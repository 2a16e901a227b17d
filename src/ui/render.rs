//! Plain-text rendering of view models
//!
//! Each `*_lines` function is pure and returns the lines to print; `print`
//! sends them to an [`OutputWriter`].

use super::output::OutputWriter;
use crate::filter::{FilterMode, FilterViewModel, MenuAction, MenuView, TagRow};
use crate::flags::Spacing;
use crate::onboarding::{FooterAlign, IntroModal};
use crate::preferences::{PanelSection, SectionContent};
use colored::Colorize;

const SEARCH_PLACEHOLDER: &str = "Search";

const fn blank_lines(spacing: Spacing) -> usize {
    match spacing {
        Spacing::None => 0,
        Spacing::Tight | Spacing::Default => 1,
        Spacing::Loose => 2,
    }
}

fn push_blank(lines: &mut Vec<String>, count: usize) {
    lines.extend(std::iter::repeat_n(String::new(), count));
}

/// One tag row with its follow/block marker
#[must_use]
pub fn row_line(row: &TagRow) -> String {
    if row.is_blocked {
        format!("{} {} {}", "⊘".red(), row.tag, "(blocked)".red())
    } else if row.is_followed {
        format!("{} {} {}", "✓".green(), row.tag, "(following)".green())
    } else {
        format!("{} {}", "+".dimmed(), row.tag)
    }
}

fn search_line(view: &FilterViewModel) -> String {
    let field = if view.query.is_empty() {
        SEARCH_PLACEHOLDER.dimmed().to_string()
    } else {
        view.query.bold().to_string()
    };
    if view.pending {
        format!("🔍 {field} {}", "(searching...)".dimmed())
    } else {
        format!("🔍 {field}")
    }
}

/// Lines for the tag filter panel
#[must_use]
pub fn filter_lines(view: &FilterViewModel) -> Vec<String> {
    let layout = view.header.layout;
    let mut lines = Vec::new();

    if let Some(headline) = view.header.headline {
        lines.push(headline.bold().to_string());
        push_blank(&mut lines, blank_lines(layout.paragraph_spacing));
    }

    if layout.reversed_header {
        lines.push(view.header.intro.to_string());
        push_blank(&mut lines, blank_lines(layout.search_spacing));
        lines.push(search_line(view));
    } else {
        lines.push(search_line(view));
        push_blank(&mut lines, blank_lines(layout.search_spacing));
        lines.push(view.header.intro.to_string());
    }
    lines.push(String::new());

    match view.mode {
        FilterMode::Search => {
            lines.extend(view.items.iter().map(|row| format!("  {}", row_line(row))));
        }
        FilterMode::Browse => {
            for group in &view.groups {
                let title = match &group.emoji {
                    Some(emoji) => format!("{emoji} {}", group.title),
                    None => group.title.clone(),
                };
                lines.push(title.bold().to_string());
                lines.extend(group.rows.iter().map(|row| format!("  {}", row_line(row))));
            }
        }
    }

    if let Some(message) = view.empty_message {
        lines.push(message.dimmed().to_string());
    }

    if let MenuView::Open { tag, .. } = &view.menu {
        let action = match view.menu.action() {
            Some(MenuAction::Block) => "Block",
            Some(MenuAction::Unblock) => "Unblock",
            None => "-",
        };
        lines.push(format!("Options for '{tag}': [{action}]"));
    }

    lines
}

/// Lines for the settings panel
#[must_use]
pub fn settings_lines(sections: &[PanelSection]) -> Vec<String> {
    let mut lines = Vec::new();
    for section in sections {
        lines.push(section.title.bold().to_string());
        match &section.content {
            SectionContent::LayoutSwitch { compact } => {
                let (cards, list) = if *compact { (" ", "x") } else { ("x", " ") };
                lines.push(format!("  [{cards}] Cards  [{list}] List"));
            }
            SectionContent::Radio(options) => {
                for option in options {
                    let mark = if option.selected { "(•)" } else { "( )" };
                    lines.push(format!("  {mark} {}", option.label));
                }
            }
            SectionContent::Switches(rows) => {
                for row in rows {
                    let mark = if row.checked { "[x]" } else { "[ ]" };
                    lines.push(format!("  {mark} {} {}", row.label, format!("({})", row.toggle).dimmed()));
                }
            }
        }
    }
    lines
}

/// Lines for the onboarding intro modal
#[must_use]
pub fn intro_lines(modal: &IntroModal) -> Vec<String> {
    let mut lines = vec![modal.title.bold().to_string(), modal.explainer.clone(), String::new()];

    let width = modal
        .cloud
        .iter()
        .flatten()
        .filter_map(|cell| cell.tag)
        .map(str::len)
        .max()
        .unwrap_or(0);
    for row in &modal.cloud {
        let cells: Vec<String> = row
            .iter()
            .map(|cell| format!("{:^width$}", cell.tag.unwrap_or("")))
            .collect();
        lines.push(cells.join(" ").trim_end().to_string());
    }
    lines.push(String::new());

    let footer = &modal.footer;
    let primary = format!("[ {} ]", footer.primary_label);
    let buttons = if footer.show_skip {
        format!("[ Skip ]  {primary}")
    } else {
        primary
    };
    let indent = match footer.align {
        FooterAlign::Start => 0,
        FooterAlign::Center => 8,
        FooterAlign::SpaceBetween => 2,
    };
    lines.push(format!("{}{buttons}", " ".repeat(indent)));
    lines
}

/// Write lines as normal output
pub fn print(output: &dyn OutputWriter, lines: &[String]) {
    for line in lines {
        output.write(line);
    }
}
════════
_What you will do_
Your task is to repeat each line of the material exactly.

_Response to this task_
repository 2a16e901a227b17d
filename src/ui/render.rs
//! Plain-text rendering of view models
//!
//! Each `*_lines` function is pure and returns the lines to print; `print`
//! sends them to an [`OutputWriter`].

use super::output::OutputWriter;
use crate::filter::{FilterMode, FilterViewModel, MenuAction, MenuView, TagRow};
use crate::flags::Spacing;
use crate::onboarding::{FooterAlign, IntroModal};
use crate::preferences::{PanelSection, SectionContent};
use colored::Colorize;

const SEARCH_PLACEHOLDER: &str = "Search";

const fn blank_lines(spacing: Spacing) -> usize {
    match spacing {
        Spacing::None => 0,
        Spacing::Tight | Spacing::Default => 1,
        Spacing::Loose => 2,
    }
}

fn push_blank(lines: &mut Vec<String>, count: usize) {
    lines.extend(std::iter::repeat_n(String::new(), count));
}

/// One tag row with its follow/block marker
#[must_use]
pub fn row_line(row: &TagRow) -> String {
    if row.is_blocked {
        format!("{} {} {}", "⊘".red(), row.tag, "(blocked)".red())
    } else if row.is_followed {
        format!("{} {} {}", "✓".green(), row.tag, "(following)".green())
    } else {
        format!("{} {}", "+".dimmed(), row.tag)
    }
}

fn search_line(view: &FilterViewModel) -> String {
    let field = if view.query.is_empty() {
        SEARCH_PLACEHOLDER.dimmed().to_string()
    } else {
        view.query.bold().to_string()
    };
    if view.pending {
        format!("🔍 {field} {}", "(searching...)".dimmed())
    } else {
        format!("🔍 {field}")
    }
}

/// Lines for the tag filter panel
#[must_use]
pub fn filter_lines(view: &FilterViewModel) -> Vec<String> {
    let layout = view.header.layout;
    let mut lines = Vec::new();

    if let Some(headline) = view.header.headline {
        lines.push(headline.bold().to_string());
        push_blank(&mut lines, blank_lines(layout.paragraph_spacing));
    }

    if layout.reversed_header {
        lines.push(view.header.intro.to_string());
        push_blank(&mut lines, blank_lines(layout.search_spacing));
        lines.push(search_line(view));
    } else {
        lines.push(search_line(view));
        push_blank(&mut lines, blank_lines(layout.search_spacing));
        lines.push(view.header.intro.to_string());
    }
    lines.push(String::new());

    match view.mode {
        FilterMode::Search => {
            lines.extend(view.items.iter().map(|row| format!("  {}", row_line(row))));
        }
        FilterMode::Browse => {
            for group in &view.groups {
                let title = match &group.emoji {
                    Some(emoji) => format!("{emoji} {}", group.title),
                    None => group.title.clone(),
                };
                lines.push(title.bold().to_string());
                lines.extend(group.rows.iter().map(|row| format!("  {}", row_line(row))));
            }
        }
    }

    if let Some(message) = view.empty_message {
        lines.push(message.dimmed().to_string());
    }

    if let MenuView::Open { tag, .. } = &view.menu {
        let action = match view.menu.action() {
            Some(MenuAction::Block) => "Block",
            Some(MenuAction::Unblock) => "Unblock",
            None => "-",
        };
        lines.push(format!("Options for '{tag}': [{action}]"));
    }

    lines
}

/// Lines for the settings panel
#[must_use]
pub fn settings_lines(sections: &[PanelSection]) -> Vec<String> {
    let mut lines = Vec::new();
    for section in sections {
        lines.push(section.title.bold().to_string());
        match &section.content {
            SectionContent::LayoutSwitch { compact } => {
                let (cards, list) = if *compact { (" ", "x") } else { ("x", " ") };
                lines.push(format!("  [{cards}] Cards  [{list}] List"));
            }
            SectionContent::Radio(options) => {
                for option in options {
                    let mark = if option.selected { "(•)" } else { "( )" };
                    lines.push(format!("  {mark} {}", option.label));
                }
            }
            SectionContent::Switches(rows) => {
                for row in rows {
                    let mark = if row.checked { "[x]" } else { "[ ]" };
                    lines.push(format!("  {mark} {} {}", row.label, format!("({})", row.toggle).dimmed()));
                }
            }
        }
    }
    lines
}

/// Lines for the onboarding intro modal
#[must_use]
pub fn intro_lines(modal: &IntroModal) -> Vec<String> {
    let mut lines = vec![modal.title.bold().to_string(), modal.explainer.clone(), String::new()];

    let width = modal
        .cloud
        .iter()
        .flatten()
        .filter_map(|cell| cell.tag)
        .map(str::len)
        .max()
        .unwrap_or(0);
    for row in &modal.cloud {
        let cells: Vec<String> = row
            .iter()
            .map(|cell| format!("{:^width$}", cell.tag.unwrap_or("")))
            .collect();
        lines.push(cells.join(" ").trim_end().to_string());
    }
    lines.push(String::new());

    let footer = &modal.footer;
    let primary = format!("[ {} ]", footer.primary_label);
    let buttons = if footer.show_skip {
        format!("[ Skip ]  {primary}")
    } else {
        primary
    };
    let indent = match footer.align {
        FooterAlign::Start => 0,
        FooterAlign::Center => 8,
        FooterAlign::SpaceBetween => 2,
    };
    lines.push(format!("{}{buttons}", " ".repeat(indent)));
    lines
}

/// Write lines as normal output
pub fn print(output: &dyn OutputWriter, lines: &[String]) {
    for line in lines {
        output.write(line);
    }
}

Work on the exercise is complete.